The move comes just a few hours after the RBI decided to maintain status quo on policy rates due to the fact that banks hadn’t transmitted the impact of the previous two rate cuts earlier this year into their lending rates.
India’s largest lender State Bank of India (SBI) and HDFC Bank today cut base rates by 15 basis points to 9.85 percent effective April 10 and April 13 respectively.
Base rate is the minimum rate the RBI charges while lending to its customers and the minimum interest rate of a bank below which it cannot lend, except in cases allowed by the central bank.
SBI is the first major bank to cut its base rate. Private banking major HDFC Bank followed suit soon after and also cut some deposit rates by 25 bps. The move comes just a few hours after the RBI decided to maintain status quo on policy rates due to the fact that banks hadn’t transmitted the impact of the previous two rate cuts earlier this year into their lending rates.

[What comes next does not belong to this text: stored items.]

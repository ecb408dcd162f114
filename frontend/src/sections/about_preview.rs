use yew::prelude::*;
use yew_router::prelude::*;

use crate::components::reveal::{Motion, Reveal};
use crate::Route;

#[function_component(AboutPreview)]
pub fn about_preview() -> Html {
    html! {
        <section class="section-padding about-preview">
            <div class="container-custom two-column">
                <Reveal motion={Motion::Wipe} start={0.70} class="about-visual">
                    <div class="frame-outline"></div>
                    <div class="image-card">
                        <img src="/about-image.jpg" alt="Team collaboration" />
                    </div>
                    <div class="corner-block yellow"></div>
                </Reveal>

                <div>
                    <Reveal>
                        <span class="pre-title">{"Who We Are"}</span>
                    </Reveal>
                    <Reveal delay_ms={100}>
                        <h2>{"We're a Team of Professional Financial Experts"}</h2>
                    </Reveal>
                    <Reveal delay_ms={200}>
                        <p class="lead">
                            {"With years of experience serving businesses across Kenya, we provide tailored financial solutions that drive growth and ensure compliance. Our team of certified professionals brings deep industry knowledge and a commitment to excellence."}
                        </p>
                    </Reveal>

                    <Reveal start={0.70} delay_ms={300} class="mission-blocks">
                        <div class="mission-block blue">
                            <div class="mission-icon">{"🎯"}</div>
                            <div>
                                <h4>{"Our Mission"}</h4>
                                <p>{"To empower businesses with accurate financial insights and strategic guidance for sustainable growth."}</p>
                            </div>
                        </div>
                        <div class="mission-block yellow">
                            <div class="mission-icon">{"👁"}</div>
                            <div>
                                <h4>{"Our Vision"}</h4>
                                <p>{"To be the most trusted financial partner for businesses across East Africa."}</p>
                            </div>
                        </div>
                    </Reveal>

                    <Reveal motion={Motion::FadeLeft} start={0.70} delay_ms={500}>
                        <Link<Route> to={Route::About} classes="text-link">
                            {"Learn More About Us →"}
                        </Link<Route>>
                    </Reveal>
                </div>
            </div>
        </section>
    }
}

In its policy statement the RBI today said: Transmission of policy rates to lending rates has not taken place so far despite weak credit off take and the front loading of two rate cuts. With little transmission, and the possibility that incoming data will provide more clarity on the balance of risks on inflation, the Reserve Bank will maintain status quo in its monetary policy stance.
In an interview to CNBC-TV18, SBI chairperson Arundhati Bhattacharya said the time is right for the rate cut and the bank is contemplating cutting the deposit rate for 1-year bucket.
Furthermore, chief economic advisor Soumya Kanti Ghosh said, “The cut in base rate is basically frontloading the rate cut as the RBI has been doing so as to give a fillip incipient recovery which we just are beginning to see on our loan book. So, that is a positive development.”